To test the hypothesis, Chan and colleagues take a surprising approach: They don’t actually work with language functions. Instead, they train a transformer neural net, called the omniglot, to solve a visual task. Introduced in 2016 by scholars from NYU, Carnegie Mellon and MIT. Omniglot challenges a program to assign the correct taxonomic labels to 1,623 handwritten character glyphs.
In the case of Chan et al.’s work, they turn the labeled Omniglot challenge into a one-shot task by randomly shuffling the labels of the glyphs, so that the neural net is learning with each “episode”:
Unlike training, where labels were fixed in all sequences, the labels for these two image classes were randomly reassigned to each sequence […] Since the labels were randomly reassigned for each sequence, the model must use the context in the current sequence to make a label prediction for the query image (a 2-way classification problem). Unless otherwise stated, few-shot learning was always assessed on holdout image classes that were never observed in training.
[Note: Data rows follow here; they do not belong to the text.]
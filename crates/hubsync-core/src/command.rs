// ── Command system ──
//
// Host intents arrive as (channel, raw value) pairs. They are parsed
// once into a closed `Command`, and applying a command to a snapshot is
// a pure function producing the desired next snapshot.

use std::str::FromStr;

use chrono::NaiveTime;

use crate::error::CoreError;
use crate::host::channel;
use crate::model::{
    DeviceKind, DeviceState, FanMode, LEVEL_STEP, ScheduleMode, SystemMode, period_from_time,
};

/// Raw host value asking for a re-read instead of a change.
pub const REFRESH: &str = "REFRESH";

/// Direction of a relative brightness change.
#[derive(Debug, Clone, Copy, PartialEq, Eq, strum::EnumString)]
#[strum(ascii_case_insensitive)]
pub enum LevelStep {
    #[strum(serialize = "INCREASE")]
    Increase,
    #[strum(serialize = "DECREASE")]
    Decrease,
}

/// A typed outbound intent for one device.
#[derive(Debug, Clone, PartialEq, Eq)]
pub enum Command {
    SetMode(SystemMode),
    SetHeatSetpoint(i64),
    SetCoolSetpoint(i64),
    SetFanMode(FanMode),
    SetSchedule(ScheduleMode),
    SetHoldUntil(NaiveTime),
    SetPower(bool),
    SetLevel(u8),
    StepLevel(LevelStep),
    Refresh,
}

impl Command {
    /// Parse a host intent addressed to `channel`.
    pub fn parse(channel_name: &str, raw: &str) -> Result<Self, CoreError> {
        let raw = raw.trim();
        if raw.eq_ignore_ascii_case(REFRESH) {
            return Ok(Self::Refresh);
        }

        match channel_name {
            channel::SYSTEM_MODE => parse_enum(channel_name, raw).map(Self::SetMode),
            channel::HEAT_SETPOINT => parse_number(channel_name, raw).map(Self::SetHeatSetpoint),
            channel::COOL_SETPOINT => parse_number(channel_name, raw).map(Self::SetCoolSetpoint),
            channel::FAN_MODE => parse_enum(channel_name, raw).map(Self::SetFanMode),
            channel::SCHEDULE_MODE => parse_enum(channel_name, raw).map(Self::SetSchedule),
            channel::HOLD_UNTIL => parse_time(raw).map(Self::SetHoldUntil),
            channel::POWER => parse_switch(raw).map(Self::SetPower),
            channel::LEVEL => parse_level(raw),
            other => Err(invalid(other, raw)),
        }
    }

    /// The device kind this command makes sense for, if it is kind-specific.
    pub fn target_kind(&self) -> Option<DeviceKind> {
        match self {
            Self::SetMode(_)
            | Self::SetHeatSetpoint(_)
            | Self::SetCoolSetpoint(_)
            | Self::SetFanMode(_)
            | Self::SetSchedule(_)
            | Self::SetHoldUntil(_) => Some(DeviceKind::Thermostat),
            Self::SetPower(_) | Self::SetLevel(_) | Self::StepLevel(_) => Some(DeviceKind::Light),
            Self::Refresh => None,
        }
    }
}

impl DeviceState {
    /// The desired state after `command`, leaving every other field untouched.
    pub fn apply(&self, command: &Command) -> Result<DeviceState, CoreError> {
        match (self, command) {
            (Self::Thermostat(current), cmd) if cmd.target_kind() == Some(DeviceKind::Thermostat) => {
                let mut next = current.clone();
                match *cmd {
                    Command::SetMode(mode) => next.system_mode = mode,
                    Command::SetHeatSetpoint(v) => next.heat_setpoint = v,
                    Command::SetCoolSetpoint(v) => next.cool_setpoint = v,
                    Command::SetFanMode(mode) => next.fan_mode = mode,
                    Command::SetSchedule(schedule) => next.schedule = schedule,
                    Command::SetHoldUntil(time) => next.hold_period = period_from_time(time),
                    _ => {}
                }
                Ok(Self::Thermostat(next))
            }
            (Self::Light(current), cmd) if cmd.target_kind() == Some(DeviceKind::Light) => {
                let mut next = *current;
                match *cmd {
                    Command::SetPower(on) => next.on = on,
                    Command::SetLevel(level) => {
                        next.level = level.min(100);
                        next.on = next.level > 0;
                    }
                    Command::StepLevel(step) => {
                        next.level = match step {
                            LevelStep::Increase => current.percent().saturating_add(LEVEL_STEP).min(100),
                            LevelStep::Decrease => current.percent().saturating_sub(LEVEL_STEP),
                        };
                        next.on = next.level > 0;
                    }
                    _ => {}
                }
                Ok(Self::Light(next))
            }
            (state, cmd) => Err(CoreError::ValidationFailed {
                message: format!("{cmd:?} does not apply to a {}", state.kind()),
            }),
        }
    }
}

// ── Parsing helpers ──────────────────────────────────────────────────

fn invalid(channel_name: &str, raw: &str) -> CoreError {
    CoreError::ValidationFailed {
        message: format!("cannot apply '{raw}' to channel '{channel_name}'"),
    }
}

fn parse_enum<T: FromStr>(channel_name: &str, raw: &str) -> Result<T, CoreError> {
    raw.parse().map_err(|_| invalid(channel_name, raw))
}

#[allow(clippy::cast_possible_truncation, clippy::as_conversions)]
fn parse_number(channel_name: &str, raw: &str) -> Result<i64, CoreError> {
    raw.parse::<i64>()
        .ok()
        .or_else(|| raw.parse::<f64>().ok().filter(|f| f.is_finite()).map(|f| f as i64))
        .ok_or_else(|| invalid(channel_name, raw))
}

fn parse_time(raw: &str) -> Result<NaiveTime, CoreError> {
    if let Ok(time) = NaiveTime::parse_from_str(raw, "%H:%M") {
        return Ok(time);
    }
    if let Ok(time) = NaiveTime::parse_from_str(raw, "%H:%M:%S") {
        return Ok(time);
    }
    chrono::DateTime::parse_from_rfc3339(raw)
        .map(|dt| dt.time())
        .map_err(|_| invalid(channel::HOLD_UNTIL, raw))
}

fn parse_switch(raw: &str) -> Result<bool, CoreError> {
    match raw.to_ascii_uppercase().as_str() {
        "ON" | "1" | "TRUE" => Ok(true),
        "OFF" | "0" | "FALSE" => Ok(false),
        _ => Err(invalid(channel::POWER, raw)),
    }
}

fn parse_level(raw: &str) -> Result<Command, CoreError> {
    if let Ok(step) = raw.parse::<LevelStep>() {
        return Ok(Command::StepLevel(step));
    }
    match raw.to_ascii_uppercase().as_str() {
        "ON" => return Ok(Command::SetLevel(100)),
        "OFF" => return Ok(Command::SetLevel(0)),
        _ => {}
    }
    let value = parse_number(channel::LEVEL, raw)?;
    u8::try_from(value.clamp(0, 100))
        .map(Command::SetLevel)
        .map_err(|_| invalid(channel::LEVEL, raw))
}
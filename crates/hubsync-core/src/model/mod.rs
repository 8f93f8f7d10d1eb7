// ── Domain model ──
//
// Canonical device types shared by both vendor flavors.

pub mod device;
pub mod device_id;
pub mod light;
pub mod thermostat;

pub use device::{Device, DeviceKind, DeviceState};
pub use device_id::{BridgeId, DeviceId};
pub use light::{LEVEL_STEP, LightState};
pub use thermostat::{
    FanMode, HOLD_PERIOD_MINUTES, ScheduleMode, SystemMode, ThermostatState, hold_expiry,
    period_from_time,
};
In this way, the authors are manipulating visual data, glyphs, to capture non-uniform properties of the language. “At the time of training, we arrange the Omniglot images and labels in sequence with different language-inspired delivery properties,” they write. For example, they are used to estimate the quality of polysemy by gradually changing the number of class labels that can be assigned to a given glyph.
“In the assessment, we then assess whether these qualities lead to few-shot learning abilities.”
What they found is that the neural network is better able to learn few-shots as soon as they multiply the number of labels for a given glyph. “We see that increasing this ‘polysemi factor’ (the number of labels assigned to each word) also increases some-shot learning,” as Chan and colleagues noted.
“In other words, making the generalization problem harder actually made some shot learning emerge more robustly.”
Also, there is something about the specific structure of the transformer neural network that helps it learn few-shots, Chan and colleagues found. They test “a vanilla recurrent neural network”, they write, and find that such a network never Gains some shot ability.
“Transformers show a significantly higher bias towards few-shot learning than recurrent models.”
The authors conclude that the properties of the data, such as the long tail of language, and the nature of neural nets, such as the transformer structure, matter. It is not one or the other but both.
The author suggests several avenues to explore in the future. There is a connection to human experience as children demonstrate what appears to be a learner of some shots.
For example, infants learn the statistical properties of language faster. Can these delivery features help infants acquire the ability to learn faster, or serve as useful pre-training for later learning? And could similar non-uniform distributions in other areas of experience, such as vision, also play a role in this development?
It should be clear that the present job is not a test of language at all. Instead, it aims to simulate the predictive statistical properties of language by recreating non-uniformity in visual data, Omniglot images.
The authors do not clarify whether translation from one way to another has any effect on the significance of their work. Instead, they write that they expect their work to expand to more aspects of the language.
“The above results suggest exciting lines of future research,” they write, “how do these data distribution properties interact with reinforcement learning versus supervised loss? How might the results differ in experiments that use language and language modeling? What are other aspects of repeating, for example using symbolic input, training on next-token or masked-token prediction, and having the meaning of words determined by their context?